Wherever "true" shows up in the records below, copy the whole line.

"""

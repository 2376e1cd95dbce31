//! Deterministic test double implementing Kernel and KernelIntrospect.
//!
//! Shapes are plain topology counts. STEP input only has to exist and carry the
//! ISO-10303-21 magic; every imported model is a unit box. BREP output is the
//! shape record as JSON. Failures can be injected per operation and every call
//! is recorded, so pipeline tests can assert which steps ran.

use crate::traits::{Kernel, KernelIntrospect};
use crate::types::*;
use serde::{Deserialize, Serialize};
use std::cell::RefCell;
use std::collections::HashMap;
use std::path::Path;

const STEP_MAGIC: &str = "ISO-10303-21";

/// A synthetic shape with deterministic topology counts.
#[derive(Debug, Clone, PartialEq, Serialize, Deserialize)]
pub struct MockShape {
    pub stats: ShapeStats,
    /// Set once the shape went through `make_connected`.
    pub connected: bool,
    /// File names of the STEP models this shape was built from, in fuse order.
    pub sources: Vec<String>,
}

impl MockShape {
    fn unit_box(source: String) -> Self {
        Self {
            stats: ShapeStats {
                shells: 1,
                faces: 6,
                edges: 12,
                vertices: 8,
                closed: true,
            },
            connected: false,
            sources: vec![source],
        }
    }
}

/// Kernel operations, as recorded in the call log and targeted by injected failures.
#[derive(Debug, Clone, Copy, PartialEq, Eq)]
pub enum MockOperation {
    ImportStep,
    Fuse,
    MakeConnected,
    ExportBrep,
    ImportBrep,
}

/// Deterministic test double for the geometry kernel.
/// Implements both Kernel and KernelIntrospect.
pub struct MockKernel {
    next_handle: u64,
    shapes: HashMap<u64, MockShape>,
    fail_on: Option<MockOperation>,
    calls: RefCell<Vec<MockOperation>>,
    last_run_parallel: Option<bool>,
}

impl MockKernel {
    pub fn new() -> Self {
        Self {
            next_handle: 1,
            shapes: HashMap::new(),
            fail_on: None,
            calls: RefCell::new(Vec::new()),
            last_run_parallel: None,
        }
    }

    /// Mock kernel whose `operation` always fails.
    pub fn failing(operation: MockOperation) -> Self {
        Self {
            fail_on: Some(operation),
            ..Self::new()
        }
    }

    /// Every kernel call made so far, in order.
    pub fn calls(&self) -> Vec<MockOperation> {
        self.calls.borrow().clone()
    }

    /// The parallel flag of the most recent `make_connected` call.
    pub fn last_run_parallel(&self) -> Option<bool> {
        self.last_run_parallel
    }

    pub fn shape(&self, handle: &ShapeHandle) -> Option<&MockShape> {
        self.shapes.get(&handle.id())
    }

    fn store(&mut self, shape: MockShape) -> ShapeHandle {
        let h = ShapeHandle(self.next_handle);
        self.next_handle += 1;
        self.shapes.insert(h.id(), shape);
        h
    }

    fn get(&self, handle: &ShapeHandle) -> Result<&MockShape, KernelError> {
        self.shape(handle).ok_or_else(|| KernelError::ShapeNotFound {
            handle: handle.clone(),
        })
    }

    /// Log the call and report whether a failure was injected for it.
    fn enter(&self, operation: MockOperation) -> bool {
        self.calls.borrow_mut().push(operation);
        self.fail_on == Some(operation)
    }
}

impl Default for MockKernel {
    fn default() -> Self {
        Self::new()
    }
}

fn source_name(path: &Path) -> String {
    path.file_name()
        .map(|name| name.to_string_lossy().into_owned())
        .unwrap_or_else(|| path.display().to_string())
}

impl Kernel for MockKernel {
    fn import_step(&mut self, path: &Path) -> Result<ShapeHandle, KernelError> {
        if self.enter(MockOperation::ImportStep) {
            return Err(KernelError::read(path, "injected failure"));
        }
        let text = std::fs::read_to_string(path).map_err(|e| KernelError::read(path, e))?;
        if !text.trim_start().starts_with(STEP_MAGIC) {
            return Err(KernelError::read(path, "missing ISO-10303-21 header"));
        }
        Ok(self.store(MockShape::unit_box(source_name(path))))
    }

    fn fuse(&mut self, a: &ShapeHandle, b: &ShapeHandle) -> Result<ShapeHandle, KernelError> {
        if self.enter(MockOperation::Fuse) {
            return Err(KernelError::BooleanFailed {
                reason: "injected failure".to_string(),
            });
        }
        let shape_a = self.get(a)?;
        let shape_b = self.get(b)?;
        let fused = MockShape {
            stats: ShapeStats {
                shells: shape_a.stats.shells + shape_b.stats.shells,
                faces: shape_a.stats.faces + shape_b.stats.faces,
                edges: shape_a.stats.edges + shape_b.stats.edges,
                vertices: shape_a.stats.vertices + shape_b.stats.vertices,
                closed: shape_a.stats.closed && shape_b.stats.closed,
            },
            connected: false,
            sources: shape_a
                .sources
                .iter()
                .chain(&shape_b.sources)
                .cloned()
                .collect(),
        };
        Ok(self.store(fused))
    }

    fn make_connected(
        &mut self,
        shape: &ShapeHandle,
        run_parallel: bool,
    ) -> Result<ShapeHandle, KernelError> {
        self.last_run_parallel = Some(run_parallel);
        if self.enter(MockOperation::MakeConnected) {
            return Err(KernelError::ConnectFailed {
                reason: "injected failure".to_string(),
            });
        }
        let mut connected = self.get(shape)?.clone();
        connected.stats.shells = connected.stats.shells.min(1);
        connected.connected = true;
        Ok(self.store(connected))
    }

    fn export_brep(&self, shape: &ShapeHandle, path: &Path) -> Result<(), KernelError> {
        if self.enter(MockOperation::ExportBrep) {
            return Err(KernelError::write(path, "injected failure"));
        }
        let text =
            serde_json::to_string_pretty(self.get(shape)?).map_err(|e| KernelError::write(path, e))?;
        std::fs::write(path, text).map_err(|e| KernelError::write(path, e))
    }

    fn import_brep(&mut self, path: &Path) -> Result<ShapeHandle, KernelError> {
        if self.enter(MockOperation::ImportBrep) {
            return Err(KernelError::read(path, "injected failure"));
        }
        let text = std::fs::read_to_string(path).map_err(|e| KernelError::read(path, e))?;
        let shape: MockShape = serde_json::from_str(&text).map_err(|e| KernelError::read(path, e))?;
        Ok(self.store(shape))
    }
}

impl KernelIntrospect for MockKernel {
    fn shape_stats(&self, shape: &ShapeHandle) -> Option<ShapeStats> {
        self.shape(shape).map(|s| s.stats)
    }
}
//! Typesetting engine access.
//!
//! # Module Structure
//!
//! ```text
//! engine/
//! ├── gateway.rs    # CompilerGateway: lazy, memoized, shared engine handle
//! ├── typeset/      # Typst backend (World, fonts, diagnostics)
//! └── mod.rs        # Engine / Compiler traits, Artifact, errors
//! ```
//!
//! `Engine` is the synchronous backend contract. `Compiler` is what the
//! scheduler talks to: an async submit that hides engine startup.

mod gateway;
#[cfg(test)]
pub mod testing;
pub mod typeset;

pub use gateway::{CompilerGateway, EngineFactory, GatewayStatus};

use std::sync::Arc;
use std::time::Duration;

use async_trait::async_trait;
use thiserror::Error;

/// What a compile is for.
#[derive(Debug, Clone, Copy, PartialEq, Eq)]
pub enum ExportKind {
    /// Vector preview only.
    Preview,
    /// Vector preview plus PDF, from the same engine run.
    Publish,
}

/// Output of one successful compile.
#[derive(Debug, Clone)]
pub struct Artifact {
    /// Merged vector output of every page, carrying a `viewBox`.
    pub svg: String,
    /// Present for `ExportKind::Publish`.
    pub pdf: Option<Vec<u8>>,
    /// Formatted warnings.
    pub warnings: Vec<String>,
}

/// The engine rejected the source.
#[derive(Debug, Clone, Error)]
#[error("{message}")]
pub struct CompileError {
    /// Headline (first error).
    pub message: String,
    /// Every error, formatted with its location.
    pub diagnostics: Vec<String>,
}

impl CompileError {
    pub fn new(message: impl Into<String>) -> Self {
        Self {
            message: message.into(),
            diagnostics: Vec::new(),
        }
    }

    /// All diagnostics as one block, falling back to the headline.
    pub fn detail(&self) -> String {
        if self.diagnostics.is_empty() {
            self.message.clone()
        } else {
            self.diagnostics.join("\n")
        }
    }
}

#[derive(Debug, Clone, Error)]
pub enum EngineError {
    #[error("engine is not ready")]
    NotReady,

    #[error("engine failed to initialize: {0}")]
    InitFailed(String),

    #[error("engine did not become ready within {0:?}")]
    Timeout(Duration),

    #[error(transparent)]
    Compile(#[from] CompileError),
}

impl EngineError {
    /// The engine itself is missing, as opposed to rejecting one source.
    pub fn is_unavailable(&self) -> bool {
        !matches!(self, Self::Compile(_))
    }
}

/// A typesetting backend. Calls may block; callers run them off the runtime.
pub trait Engine: Send + Sync {
    fn compile(&self, source: &str, kind: ExportKind) -> Result<Artifact, CompileError>;
}

/// Async compile entry point used by the scheduler.
#[async_trait]
pub trait Compiler: Send + Sync {
    /// Compile `source`, bringing the engine up first if needed.
    async fn submit(&self, source: Arc<str>, kind: ExportKind) -> Result<Artifact, EngineError>;

    /// Clear a recorded initialization failure and try again.
    async fn retry(&self) -> Result<(), EngineError>;
}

"""

#### [Exercise answer]
                closed: true,
        connected.connected = true;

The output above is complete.